Pieter Heerma, the parliamentary leader of the Christian Democratic Appeal (CDA) party, has said that “adjustments” must now be made to green agenda restrictions after the victory of the FarmerCitizenMovement (BBB) party.
The populist movement romped home in the country’s provincial elections early this month, getting the most votes out of any group seemingly due to its opposition to the ruling government’s slavish dedication to the European Union’s green diktats, which will see the state forcibly close thousands of farms across the country.
Such a measure is now up in the air however, with multiple senior figures within the CDA now saying that the government must adjust its green agenda plans aimed at reducing nitrogen use to be more in line with the views of the general public.
“There is a new reality, and the government has to relate to that,” De Telegraaf reports Heerma as saying, echoing a previous statement made by overall party leader Wopke Hoekstra.
Such a suggestion however has been rejected by another party within the coalition government, Democrats 66, which has instead insisted that the plans to forcibly close some Dutch farms and render others unprofitable must continue.
“We clearly stated before the elections what we think is necessary to solve the nitrogen crisis and we still think so,” D66 leader Jan Paternotte remarked, with another parliamentarian for the party also insisting that the government must “go on” with the plans to force farms to close.
The disagreement regarding the future of the country’s green agenda measures appears to show a growing degree of political instability within the Netherlands, with the massive success of the BBB party appearing to make many members of parliament nervous.
Nevertheless, even members of the CDA still want to go ahead with some form of restrictions on nitrogen pollution, though such measures may be made slightly less intrusive in order to pacify public sentiment.
The implementation of reduced anti-nitrogen measures still bears the possibility to cause great harm to farmers across the country, many of whom are already struggling to deal with the heightened costs of fuel and fertiliser currently plaguing Europe.
Even if the Dutch government did not want to continue with the measures however, it is relatively unclear how they could escape implementing them, with the green agenda policies planned by the Dutch government largely being in response to laws put in place at the level of the European Union.

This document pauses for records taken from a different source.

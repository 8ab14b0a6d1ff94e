//! Verse retrieval
//!
//! Category search first, a random verse when the category has no match,
//! and an offline verse when the live API fails. Selection never errors.

use async_trait::async_trait;
use std::sync::Arc;
use tracing::{info, warn};

use crate::models::{Category, Verse, VerseOrigin, VerseSelection};
use crate::Result;

pub mod fallback;
pub mod quran_api;

pub use fallback::offline_verse;
pub use quran_api::QuranApiClient;

pub const OFFLINE_NOTE: &str = "Live verse retrieval is unavailable right now, so this verse comes from a small offline collection.";

/// Trait for a live verse source
#[async_trait]
pub trait VerseSource: Send + Sync {
    /// A verse tagged with the category, `None` when the source has no match.
    async fn by_category(&self, category: Category) -> Result<Option<Verse>>;

    async fn random(&self) -> Result<Verse>;
}

pub struct VerseProvider {
    source: Arc<dyn VerseSource>,
}

impl VerseProvider {
    pub fn new(source: Arc<dyn VerseSource>) -> Self {
        Self { source }
    }

    pub async fn select(&self, category: Option<Category>) -> VerseSelection {
        if let Some(category) = category {
            match self.source.by_category(category).await {
                Ok(Some(verse)) => {
                    info!(category = %category, reference = %verse.reference, "Category verse retrieved");
                    return VerseSelection {
                        verse,
                        origin: VerseOrigin::CategoryMatch,
                        note: None,
                    };
                }
                Ok(None) => {
                    info!(category = %category, "No category match, using a random verse");
                }
                Err(e) => {
                    warn!("Verse search failed: {}", e);
                    return Self::offline(Some(category));
                }
            }
        }

        match self.source.random().await {
            Ok(verse) => VerseSelection {
                verse,
                origin: VerseOrigin::Random,
                note: None,
            },
            Err(e) => {
                warn!("Random verse retrieval failed: {}", e);
                Self::offline(category)
            }
        }
    }

    fn offline(category: Option<Category>) -> VerseSelection {
        VerseSelection {
            verse: offline_verse(category),
            origin: VerseOrigin::Offline,
            note: Some(OFFLINE_NOTE.to_string()),
        }
    }
}

#[cfg(test)]
mod tests {
    use super::*;
    use crate::error::AgentError;
    use std::sync::atomic::{AtomicUsize, Ordering};

    enum Behavior {
        Match,
        NoMatch,
        Down,
    }

    struct StubSource {
        behavior: Behavior,
        random_calls: AtomicUsize,
    }

    impl StubSource {
        fn new(behavior: Behavior) -> Arc<Self> {
            Arc::new(Self { behavior, random_calls: AtomicUsize::new(0) })
        }
    }

    fn verse(reference: &str) -> Verse {
        Verse {
            reference: reference.to_string(),
            text: "نص".to_string(),
            translation: "translation".to_string(),
        }
    }

    #[async_trait]
    impl VerseSource for StubSource {
        async fn by_category(&self, _category: Category) -> Result<Option<Verse>> {
            match self.behavior {
                Behavior::Match => Ok(Some(verse("Al-Baqara 2:153"))),
                Behavior::NoMatch => Ok(None),
                Behavior::Down => Err(AgentError::VerseApi("connection refused".into())),
            }
        }

        async fn random(&self) -> Result<Verse> {
            self.random_calls.fetch_add(1, Ordering::SeqCst);
            match self.behavior {
                Behavior::Down => Err(AgentError::VerseApi("connection refused".into())),
                _ => Ok(verse("Ash-Sharh 94:6")),
            }
        }
    }

    #[tokio::test]
    async fn test_category_match() {
        let source = StubSource::new(Behavior::Match);
        let provider = VerseProvider::new(source.clone());

        let selection = provider.select(Some(Category::Patience)).await;
        assert_eq!(selection.origin, VerseOrigin::CategoryMatch);
        assert!(selection.note.is_none());
        assert_eq!(source.random_calls.load(Ordering::SeqCst), 0);
    }

    #[tokio::test]
    async fn test_no_match_falls_back_to_random() {
        let provider = VerseProvider::new(StubSource::new(Behavior::NoMatch));

        let selection = provider.select(Some(Category::Strive)).await;
        assert_eq!(selection.origin, VerseOrigin::Random);
        assert_eq!(selection.verse.reference, "Ash-Sharh 94:6");
    }

    #[tokio::test]
    async fn test_no_category_uses_random() {
        let provider = VerseProvider::new(StubSource::new(Behavior::Match));

        let selection = provider.select(None).await;
        assert_eq!(selection.origin, VerseOrigin::Random);
    }

    #[tokio::test]
    async fn test_outage_uses_offline_verse() {
        let source = StubSource::new(Behavior::Down);
        let provider = VerseProvider::new(source.clone());

        let selection = provider.select(Some(Category::Gratitude)).await;
        assert_eq!(selection.origin, VerseOrigin::Offline);
        assert_eq!(selection.verse.reference, "Ibrahim 14:7");
        assert_eq!(selection.note.as_deref(), Some(OFFLINE_NOTE));
        assert_eq!(source.random_calls.load(Ordering::SeqCst), 0);
    }
}
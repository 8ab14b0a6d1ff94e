//! Quran Mood Agent
//!
//! A small relay service that:
//! - Accepts a user message over HTTP
//! - Classifies the user's mood with an LLM (Gemini)
//! - Maps the mood to a thematic category
//! - Retrieves a matching verse from the alquran.cloud API, or an offline verse
//! - Explains how the verse speaks to the mood
//!
//! PIPELINE:
//! VALIDATE → CLASSIFY → LOOKUP → RETRIEVE → COMPOSE → RESPOND

pub mod agent;
pub mod api;
pub mod classifier;
pub mod composer;
pub mod config;
pub mod error;
pub mod extract;
pub mod gemini;
pub mod history;
pub mod mapping;
pub mod models;
pub mod verses;

pub use error::Result;

// Re-export common types
pub use models::*;
pub use agent::{AgentRequest, MoodAgent};
pub use classifier::{Intent, MoodClassifier};
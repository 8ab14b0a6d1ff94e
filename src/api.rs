//! REST API Server for the mood agent
//!
//! `POST /agent` takes plain JSON payloads, `POST /` speaks JSON-RPC 2.0
//! (`message/send`) for agent platforms.

use axum::body::Bytes;
use axum::http::StatusCode;
use axum::response::{IntoResponse, Response};
use axum::{extract::State, routing::get, routing::post, Json, Router};
use serde::{Deserialize, Serialize};
use serde_json::Value;
use std::any::Any;
use std::sync::Arc;
use tower::ServiceBuilder;
use tower_http::catch_panic::CatchPanicLayer;
use tower_http::cors::CorsLayer;
use tower_http::trace::TraceLayer;
use tracing::{debug, info, warn};

use crate::agent::{AgentRequest, MoodAgent};
use crate::error::AgentError;
use crate::extract::{clean_html_text, extract_user_message};
use crate::history::ConversationTurn;
use crate::models::{AgentResponse, SERVICE_NAME};
use crate::Result;

const EMPTY_MESSAGE: &str = "I didn't receive a clear message. Please try again.";

/// Keys accepted for the opaque conversation identifier
const SESSION_KEYS: &[&str] = &["session_id", "sessionId", "conversation_id", "chat_id"];

/// =============================
/// API State
/// =============================

#[derive(Clone)]
pub struct ApiState {
    pub agent: Arc<MoodAgent>,
}

/// =============================
/// Request Parsing
/// =============================

/// Validate a raw `/agent` body into an agent request.
pub fn parse_agent_request(body: &[u8]) -> Result<AgentRequest> {
    if body.iter().all(u8::is_ascii_whitespace) {
        return Err(AgentError::InvalidRequest("Request body is empty.".to_string()));
    }

    let payload: Value = serde_json::from_slice(body)
        .map_err(|_| AgentError::InvalidRequest("Request body must be valid JSON.".to_string()))?;

    if !payload.is_object() {
        return Err(AgentError::InvalidRequest(
            "Request body must be a JSON object.".to_string(),
        ));
    }

    let text = extract_user_message(&payload);
    if text.is_empty() {
        return Err(AgentError::InvalidRequest(EMPTY_MESSAGE.to_string()));
    }

    let history = match payload.get("history") {
        None | Some(Value::Null) => Vec::new(),
        Some(raw) => serde_json::from_value::<Vec<ConversationTurn>>(raw.clone())
            .map_err(|e| AgentError::InvalidRequest(format!("Invalid history: {}", e)))?,
    };

    let session_id = match SESSION_KEYS.iter().find_map(|k| payload.get(*k).map(|v| (*k, v))) {
        None | Some((_, Value::Null)) => None,
        Some((_, Value::String(id))) => Some(id.clone()),
        Some((key, _)) => {
            return Err(AgentError::InvalidRequest(format!("{} must be a string.", key)));
        }
    };

    Ok(AgentRequest {
        text,
        history,
        session_id,
    })
}

/// =============================
/// Liveness Endpoints
/// =============================

async fn home() -> Json<Value> {
    Json(serde_json::json!({
        "status": "running",
        "service": SERVICE_NAME,
    }))
}

async fn health() -> Json<Value> {
    Json(serde_json::json!({
        "status": "healthy",
        "timestamp": chrono::Utc::now().to_rfc3339()
    }))
}

/// =============================
/// Agent Endpoint
/// =============================

async fn agent_endpoint(
    State(state): State<ApiState>,
    body: Bytes,
) -> std::result::Result<Json<AgentResponse>, AgentError> {
    let request = match parse_agent_request(&body) {
        Ok(request) => request,
        Err(e) => {
            warn!("Rejected /agent payload: {}", e);
            return Err(e);
        }
    };

    info!("Received agent request ({} chars)", request.text.chars().count());

    let response = state.agent.respond(request).await?;
    Ok(Json(response))
}

/// =============================
/// JSON-RPC Endpoint
/// =============================

const JSONRPC_VERSION: &str = "2.0";
const METHOD_MESSAGE_SEND: &str = "message/send";
const RPC_PARSE_ERROR: i32 = -32700;
const RPC_INVALID_REQUEST: i32 = -32600;
const RPC_METHOD_NOT_FOUND: i32 = -32601;

#[derive(Debug, Deserialize)]
pub struct RpcRequest {
    pub jsonrpc: String,
    pub method: String,
    #[serde(default)]
    pub id: Option<Value>,
    pub params: RpcParams,
}

#[derive(Debug, Deserialize)]
pub struct RpcParams {
    pub message: RpcMessage,
}

#[derive(Debug, Serialize, Deserialize)]
pub struct RpcMessage {
    #[serde(default)]
    pub role: Option<String>,
    #[serde(default)]
    pub parts: Vec<RpcPart>,
}

#[derive(Debug, Serialize, Deserialize)]
pub struct RpcPart {
    #[serde(rename = "type", alias = "kind", default)]
    pub part_type: Option<String>,
    #[serde(default)]
    pub text: Option<String>,
}

#[derive(Debug, Serialize)]
pub struct RpcResult {
    pub role: String,
    pub parts: Vec<RpcPart>,
    pub kind: String,
    pub message_id: String,
}

#[derive(Debug, Serialize)]
struct RpcSuccessResponse {
    jsonrpc: &'static str,
    id: Option<Value>,
    result: RpcResult,
}

#[derive(Debug, Serialize)]
struct RpcError {
    code: i32,
    message: String,
}

#[derive(Debug, Serialize)]
struct RpcErrorResponse {
    jsonrpc: &'static str,
    id: Option<Value>,
    error: RpcError,
}

fn rpc_error(status: StatusCode, id: Option<Value>, code: i32, message: impl Into<String>) -> Response {
    let body = RpcErrorResponse {
        jsonrpc: JSONRPC_VERSION,
        id,
        error: RpcError {
            code,
            message: message.into(),
        },
    };
    (status, Json(body)).into_response()
}

/// First non-empty text part of a message.
fn first_text_part(message: &RpcMessage) -> String {
    message
        .parts
        .iter()
        .filter(|p| p.part_type.as_deref().map_or(true, |t| t == "text"))
        .filter_map(|p| p.text.as_deref())
        .map(clean_html_text)
        .find(|t| !t.is_empty())
        .unwrap_or_default()
}

async fn rpc_endpoint(State(state): State<ApiState>, body: Bytes) -> Response {
    let payload: Value = match serde_json::from_slice(&body) {
        Ok(payload) => payload,
        Err(e) => {
            warn!("Unparseable JSON-RPC body: {}", e);
            return rpc_error(StatusCode::BAD_REQUEST, None, RPC_PARSE_ERROR, "Parse error");
        }
    };
    debug!("Raw JSON-RPC payload: {}", payload);

    let id = payload.get("id").cloned();

    let rpc: RpcRequest = match serde_json::from_value(payload) {
        Ok(rpc) => rpc,
        Err(e) => {
            return rpc_error(
                StatusCode::BAD_REQUEST,
                id,
                RPC_INVALID_REQUEST,
                format!("Invalid Request: {}", e),
            );
        }
    };

    if rpc.jsonrpc != JSONRPC_VERSION {
        return rpc_error(
            StatusCode::BAD_REQUEST,
            rpc.id,
            RPC_INVALID_REQUEST,
            "Invalid JSON-RPC version. Must be '2.0'.",
        );
    }

    if rpc.method != METHOD_MESSAGE_SEND {
        return rpc_error(
            StatusCode::METHOD_NOT_ALLOWED,
            rpc.id,
            RPC_METHOD_NOT_FOUND,
            "Method not found",
        );
    }

    let text = first_text_part(&rpc.params.message);
    if text.is_empty() {
        return rpc_error(
            StatusCode::BAD_REQUEST,
            rpc.id,
            i32::from(StatusCode::BAD_REQUEST.as_u16()),
            EMPTY_MESSAGE,
        );
    }

    match state.agent.respond(AgentRequest::new(text)).await {
        Ok(response) => {
            let body = RpcSuccessResponse {
                jsonrpc: JSONRPC_VERSION,
                id: rpc.id,
                result: RpcResult {
                    role: "agent".to_string(),
                    parts: vec![RpcPart {
                        part_type: Some("text".to_string()),
                        text: Some(response.render_text()),
                    }],
                    kind: "message".to_string(),
                    message_id: uuid::Uuid::new_v4().to_string(),
                },
            };
            (StatusCode::OK, Json(body)).into_response()
        }
        Err(e) => {
            let status = e.status_code();
            if status.is_server_error() {
                tracing::error!("Unhandled error in JSON-RPC handler: {}", e);
            }
            rpc_error(status, rpc.id, i32::from(status.as_u16()), e.public_message())
        }
    }
}

/// =============================
/// Router
/// =============================

fn handle_panic(err: Box<dyn Any + Send + 'static>) -> Response {
    let detail = err
        .downcast_ref::<String>()
        .cloned()
        .or_else(|| err.downcast_ref::<&str>().map(|s| s.to_string()))
        .unwrap_or_else(|| "unknown panic".to_string());

    AgentError::Internal(format!("handler panicked: {}", detail)).into_response()
}

pub fn create_router(agent: Arc<MoodAgent>) -> Router {
    let state = ApiState { agent };

    Router::new()
        .route("/", get(home).post(rpc_endpoint))
        .route("/health", get(health))
        .route("/agent", post(agent_endpoint))
        .with_state(state)
        .layer(
            ServiceBuilder::new()
                .layer(TraceLayer::new_for_http())
                .layer(CorsLayer::permissive())
                .layer(CatchPanicLayer::custom(handle_panic)),
        )
}

/// =============================
/// Server Startup
/// =============================

pub async fn start_server(agent: Arc<MoodAgent>, port: u16) -> Result<()> {
    let router = create_router(agent);

    let listener = tokio::net::TcpListener::bind(format!("0.0.0.0:{}", port)).await?;

    info!("API Server listening on http://0.0.0.0:{}", port);
    info!("Local: http://127.0.0.1:{}", port);

    axum::serve(listener, router).await?;

    Ok(())
}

Bureaucrats in Brussels have mandated that both regional and national governments restrict nitrogen levels within their territories, with EU bigwigs even reportedly threatening to fine bodies that fail to implement their desired restrictions on farmers.
The move has been described by one MEP as a “power grab” on the part of EU senior officials, who he claimed are baring more and more resemblance to the Communist dictators of old.
“Not coincidentally, Stalin, Mao, and Pol Pot all waged war against farmers, their independence and self-determination,” Tom Vandendriessche, a representative for the Flemish Vlaams Belang party remarked.
“Totalitarian regimes want to subjugate citizens. That is why they take away their freedoms, take away their arms to defend themselves, and take away their food to enslave citizens,” he continued. “Meat they want to replace with insects. Cars they want to ban. Freedom surveilled by QR codes. This EU is increasingly becoming an EUSSR.”